Dimensions: Average size 60 µm.

Ecology: Freshwater.

Remarks: (from Penard, 1904) P. arcelloides has a chitinous, hyaline or very slightly yellowish, thin covering, covered over its entire surface with fine punctuations, not very distinct, which on the membrane, seen in cross-section, granulations rather than transverse streaks; but these punctuations have no analogy with the alveolar structure found in the genus Arcella. The test or envelope has the appearance sometimes of a flattened sphere, sometimes of a cauldron, but it is deformable, traversed by more or less pronounced undulations, scalloped with hollows and reliefs, which can slowly change shape and place; it gets depressed, or goes up, and the way it looks varies a little bit from one moment to the next. At its anterior part, the thinner membrane or test wall folds back inside, leaving a rounded-sinuous pseudostome free by which the pseudopods are extended. This pseudostome is rarely visible, both because the membrane has become completely colorless in this region and because it squeezes against the pseudopodia, with which it merges; when the animal is completely withdrawn in its envelope, the pseudostome disappears in plain sight, its edges joining, with folds, to completely obliterate the opening.
The naked body is roughly that of an Arcella; it is a more or less rounded, greyish mass, filled with refractive grains of very variable volume, and separated from the internal wall of the envelope by a fairly wide space. As with Arcella’s too, the plasma has two nuclei, but, unlike what is seen in the latter genus, these nuclei are not normally opposite one another on each side of the pseudostome; they are most often seen next to each other, in the posterior region of the plasma, and without each occupying a well-defined position. Very clear, they show a large greenish-blue nucleolus separated from the nuclear membrane by a liquid margin.

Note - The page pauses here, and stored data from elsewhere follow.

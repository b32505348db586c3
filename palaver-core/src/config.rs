use config::{Config as ConfigBuilder, ConfigError, Environment, File};
use serde::{Deserialize, Serialize};
use std::path::Path;

/// Application configuration
#[derive(Debug, Clone, Default, Serialize, Deserialize)]
#[serde(default)]
pub struct Config {
    pub server: ServerConfig,
    pub logging: LoggingConfig,
    pub media: MediaConfig,
}

#[derive(Debug, Clone, Serialize, Deserialize)]
#[serde(default)]
pub struct ServerConfig {
    pub host: String,
    pub port: u16,
}

impl Default for ServerConfig {
    fn default() -> Self {
        Self {
            host: "0.0.0.0".to_string(),
            port: 4000,
        }
    }
}

#[derive(Debug, Clone, Serialize, Deserialize)]
#[serde(default)]
pub struct LoggingConfig {
    pub level: String,
    pub format: String, // "json" or "pretty"
    pub file_path: Option<String>,
}

impl Default for LoggingConfig {
    fn default() -> Self {
        Self {
            level: "info".to_string(),
            format: "pretty".to_string(),
            file_path: None,
        }
    }
}

/// Media engine settings handed to the worker pool and transport factory.
#[derive(Debug, Clone, Serialize, Deserialize)]
#[serde(default)]
pub struct MediaConfig {
    /// Engine backend ("mock" is the only in-tree implementation; a real
    /// engine plugs in behind the `MediaEngine` trait)
    pub engine: String,
    pub num_workers: usize,
    pub rtc_min_port: u16,
    pub rtc_max_port: u16,
    pub listen_ip: String,
    /// Public address advertised in ICE candidates
    pub announced_ip: Option<String>,
    pub max_incoming_bitrate: u32,
    pub initial_available_outgoing_bitrate: u32,
}

impl Default for MediaConfig {
    fn default() -> Self {
        Self {
            engine: "mock".to_string(),
            num_workers: 1,
            rtc_min_port: 10101,
            rtc_max_port: 10200,
            listen_ip: "0.0.0.0".to_string(),
            announced_ip: None,
            max_incoming_bitrate: 1_500_000,
            initial_available_outgoing_bitrate: 1_000_000,
        }
    }
}

/// A media codec the router is willing to negotiate.
#[derive(Debug, Clone, Serialize, Deserialize)]
pub struct CodecCapability {
    pub kind: String,
    pub mime_type: String,
    pub clock_rate: u32,
    #[serde(skip_serializing_if = "Option::is_none")]
    pub channels: Option<u32>,
}

/// Default codec set: Opus audio and VP8 video.
#[must_use]
pub fn default_codecs() -> Vec<CodecCapability> {
    vec![
        CodecCapability {
            kind: "audio".to_string(),
            mime_type: "audio/opus".to_string(),
            clock_rate: 48_000,
            channels: Some(2),
        },
        CodecCapability {
            kind: "video".to_string(),
            mime_type: "video/VP8".to_string(),
            clock_rate: 90_000,
            channels: None,
        },
    ]
}

impl Config {
    /// Load configuration from multiple sources with priority:
    /// 1. Environment variables (highest priority)
    /// 2. Config file (if provided)
    /// 3. Defaults (lowest priority)
    pub fn load(config_file: Option<&str>) -> std::result::Result<Self, ConfigError> {
        let mut builder = ConfigBuilder::builder();

        if let Some(path) = config_file {
            if Path::new(path).exists() {
                builder = builder.add_source(File::with_name(path));
            }
        }

        // Override with environment variables (PALAVER_SERVER_HOST, etc.)
        builder = builder.add_source(
            Environment::with_prefix("PALAVER")
                .separator("_")
                .try_parsing(true),
        );

        let config = builder.build()?;
        config.try_deserialize()
    }

    /// Load from environment variables only
    pub fn from_env() -> std::result::Result<Self, ConfigError> {
        Self::load(None)
    }

    /// Load from file path
    pub fn from_file(path: &str) -> std::result::Result<Self, ConfigError> {
        Self::load(Some(path))
    }

    /// Validate settings that would otherwise fail late.
    pub fn validate(&self) -> std::result::Result<(), Vec<String>> {
        let mut errors = Vec::new();

        if self.media.num_workers == 0 {
            errors.push("media.num_workers must be at least 1".to_string());
        }
        if self.media.rtc_min_port > self.media.rtc_max_port {
            errors.push(format!(
                "media rtc port range is inverted: {}-{}",
                self.media.rtc_min_port, self.media.rtc_max_port
            ));
        }

        if errors.is_empty() {
            Ok(())
        } else {
            Err(errors)
        }
    }

    #[must_use]
    pub fn listen_address(&self) -> String {
        format!("{}:{}", self.server.host, self.server.port)
    }
}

There is a beautiful and large contractile vesicle, which, as a rule, is seen very close to the nuclei; often another appears in the vicinity of the pseudostome; rarely there are more than two.

The pseudopodia are widely developed, similar to those of the Difflugia in general, and remarkably large; there is usually only one left, especially strong and elongated. These pseudopods contain small grains, coming from the endoplasma and running until near their extremity.

The size is on average, in this species, from 60 to 70 measured in the greatest width of the envelope; the height, from the pseudostome to the bottom of the envelope, is very different from one moment to the next, and most often varies between 40 and 50 µm.

This species was only collected by Penard in a small pond near Geneva, December 1902; individuals were rare, but he was able to examine a dozen. In 1903, he could not find this organism anywhere, not even in the locality where it was originally collected.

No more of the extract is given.